Today marks three years since we landed on US soil with our oh-so-fragile girl.
Three years since God began changing my heart – teaching me, daily, how very perfect His plan was in knitting a child with Down syndrome into our family.
I was so very afraid of all the ways I might fail her as a mother, of how her needs might overwhelm me, of how parenting a child with significant needs might make me less capable of parenting my other children well.
And, in many ways, I was right. She did have significant needs. Undisclosed needs we had never even heard of or imagined.
She did and does require unique parenting.
But in so many more ways, I was wrong. I never could have imagined all the ways she would galvanize, cultivate and alter the very fabric of our family. This child – non-verbal, non-mobile and in the most fragile of health just three years ago – is showing us how to be more like our Maker.
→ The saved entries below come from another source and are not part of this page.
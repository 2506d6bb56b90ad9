use crate::helpers::TestApp;

#[tokio::test]
async fn health_check_works() {
    let test_app = TestApp::spawn_app().await;
    let client = reqwest::Client::new();
    let url = format!("{}/health_check", test_app.address);
    let response = client
        .get(url)
        .send()
        .await
        .expect("Failed to execute request.");

    assert!(response.status().is_success());
    assert_eq!(Some(0), response.content_length());
    // The relay does not reach Mindbaz to answer
    assert!(test_app
        .mindbaz_server
        .received_requests()
        .await
        .unwrap()
        .is_empty());
}
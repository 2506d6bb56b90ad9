use reqwest::Response;
use wiremock::matchers::{header, method, path};
use wiremock::{Mock, MockBuilder, MockServer, ResponseTemplate};

use mindbaz_mailer::{
    config::{get_configuration, Settings},
    startup::Application,
};

pub const CAMPAIGN: &str = "newsletter";

pub struct TestApp {
    pub config: Settings,
    pub address: String,
    pub mindbaz_server: MockServer,
}

impl TestApp {
    pub async fn spawn_app() -> TestApp {
        Self::spawn_app_with(|_| {}).await
    }

    pub async fn spawn_app_with(customize: impl FnOnce(&mut Settings)) -> TestApp {
        let mut config = get_configuration().expect("Missing configuration file.");
        let mindbaz_server = MockServer::start().await;

        // We are using port 0 as way to define a different port per each test. Port 0 is a special case that operating systems
        // take into account: when port is 0, the OS will search for the first available port
        config.set_app_port(0);
        config.set_mindbaz_base_url(mindbaz_server.uri());
        customize(&mut config);

        let application = Application::build(config.clone())
            .await
            .expect("Failed to build application.");

        let address = format!("http://127.0.0.1:{}", application.get_port());

        tokio::spawn(application.run_until_stop());

        TestApp {
            address,
            config,
            mindbaz_server,
        }
    }

    pub async fn post_message(&self, body: serde_json::Value) -> Response {
        reqwest::Client::new()
            .post(&format!("{}/messages", self.address))
            .json(&body)
            .send()
            .await
            .expect("Failed to execute request.")
    }

    pub async fn post_subscriber(&self, body: serde_json::Value) -> Response {
        reqwest::Client::new()
            .post(&format!("{}/subscribers", self.address))
            .json(&body)
            .send()
            .await
            .expect("Failed to execute request.")
    }

    pub async fn get_subscriber(&self, email: &str) -> Response {
        reqwest::Client::new()
            .get(&format!("{}/subscribers", self.address))
            .query(&[("email", email)])
            .send()
            .await
            .expect("Failed to execute request.")
    }

    pub async fn post_unsubscribe(&self, id: i64) -> Response {
        reqwest::Client::new()
            .post(&format!("{}/subscribers/{}/unsubscribe", self.address, id))
            .send()
            .await
            .expect("Failed to execute request.")
    }
}

/// Mock matching one Mindbaz SOAP operation.
pub fn soap_operation(service: &str, operation: &str) -> MockBuilder {
    Mock::given(method("POST"))
        .and(path(format!("/{}", service)))
        .and(header(
            "SOAPAction",
            format!("\"http://www.mindbaz.com/webservices/{}\"", operation).as_str(),
        ))
}

pub fn soap_response(operation: &str, result: &str) -> ResponseTemplate {
    ResponseTemplate::new(200).set_body_string(format!(
        r#"<?xml version="1.0" encoding="utf-8"?><soap:Envelope xmlns:soap="http://schemas.xmlsoap.org/soap/envelope/"><soap:Body><{operation}Response xmlns="http://www.mindbaz.com/webservices/">{result}</{operation}Response></soap:Body></soap:Envelope>"#
    ))
}

/// `GetSubscribersByEmail` response listing the given `(id, email)` pairs.
pub fn subscribers_response(subscribers: &[(i64, &str)]) -> ResponseTemplate {
    let subscribers: String = subscribers
        .iter()
        .map(|(id, email)| {
            format!(
                "<Subscriber><idSubscriber>{id}</idSubscriber><fld><SubscriberFieldData><idField>0</idField><value>{id}</value></SubscriberFieldData><SubscriberFieldData><idField>1</idField><value>{email}</value></SubscriberFieldData></fld></Subscriber>"
            )
        })
        .collect();

    soap_response(
        "GetSubscribersByEmail",
        &format!("<GetSubscribersByEmailResult>{subscribers}</GetSubscribersByEmailResult>"),
    )
}

pub fn message_body(to: &[&str]) -> serde_json::Value {
    serde_json::json!({
        "campaign": CAMPAIGN,
        "sender": "noreply@example.com",
        "to": to,
        "subject": "Bar",
        "content_type": "text/html",
        "body": "<p>Foo</p>",
        "children": [
            { "content_type": "text/plain", "body": "Foo" }
        ]
    })
}
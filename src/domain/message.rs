use serde::Deserialize;

use crate::domain::subscriber_email::SubscriberEmail;

pub const TEXT_HTML: &str = "text/html";
pub const TEXT_PLAIN: &str = "text/plain";

/// Outgoing message as handed over by the mail pipeline.
#[derive(Debug, Clone)]
pub struct Message {
    pub to: Vec<SubscriberEmail>,
    pub sender: String,
    pub subject: String,
    pub content_type: String,
    pub body: String,
    pub children: Vec<MimePart>,
}

/// Alternative body attached to a message, e.g. its plain text version.
#[derive(Debug, Clone, Deserialize)]
pub struct MimePart {
    pub content_type: String,
    pub body: String,
}

#[derive(Debug, Deserialize)]
pub struct MessageBody {
    pub campaign: Option<String>,
    pub sender: String,
    pub to: Vec<String>,
    pub subject: String,
    #[serde(default = "default_content_type")]
    pub content_type: String,
    pub body: String,
    #[serde(default)]
    pub children: Vec<MimePart>,
}

fn default_content_type() -> String {
    TEXT_HTML.to_string()
}

impl Message {
    /// Primary body, only when it is declared as HTML.
    pub fn html_body(&self) -> Option<&str> {
        has_content_type(&self.content_type, TEXT_HTML).then_some(self.body.as_str())
    }

    /// Body of the first alternative part declared as plain text.
    pub fn text_body(&self) -> Option<&str> {
        self.children
            .iter()
            .find(|child| has_content_type(&child.content_type, TEXT_PLAIN))
            .map(|child| child.body.as_str())
    }
}

impl TryFrom<MessageBody> for Message {
    type Error = String;

    fn try_from(body: MessageBody) -> Result<Self, Self::Error> {
        if body.to.is_empty() {
            return Err("A message needs at least one recipient".to_string());
        }

        let to = body
            .to
            .into_iter()
            .map(SubscriberEmail::parse)
            .collect::<Result<Vec<_>, _>>()?;
        // Forwarded as given, display names included
        if body.sender.trim().is_empty() {
            return Err("A message needs a sender".to_string());
        }

        Ok(Message {
            to,
            sender: body.sender,
            subject: body.subject,
            content_type: body.content_type,
            body: body.body,
            children: body.children,
        })
    }
}

/// Compares MIME essences, ignoring parameters such as `charset`.
fn has_content_type(declared: &str, expected: &str) -> bool {
    declared
        .split(';')
        .next()
        .map(|essence| essence.trim().eq_ignore_ascii_case(expected))
        .unwrap_or(false)
}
So instead of trying to encapsulate all the ways, I’m going to leave it to her siblings.
Tallula: Since Clementine came home we’ve learned more sign language and we’ve learned more things about her like that she’s so cute and smart. She feels the same feelings as other people – when they’re happy she feels happy and when they’re sad, she feels sad.
Poppy: She brought joy into our family with her silly faces and cute laugh. She likes to include everybody in things, like singing and dancing, even if she doesn’t like them very much.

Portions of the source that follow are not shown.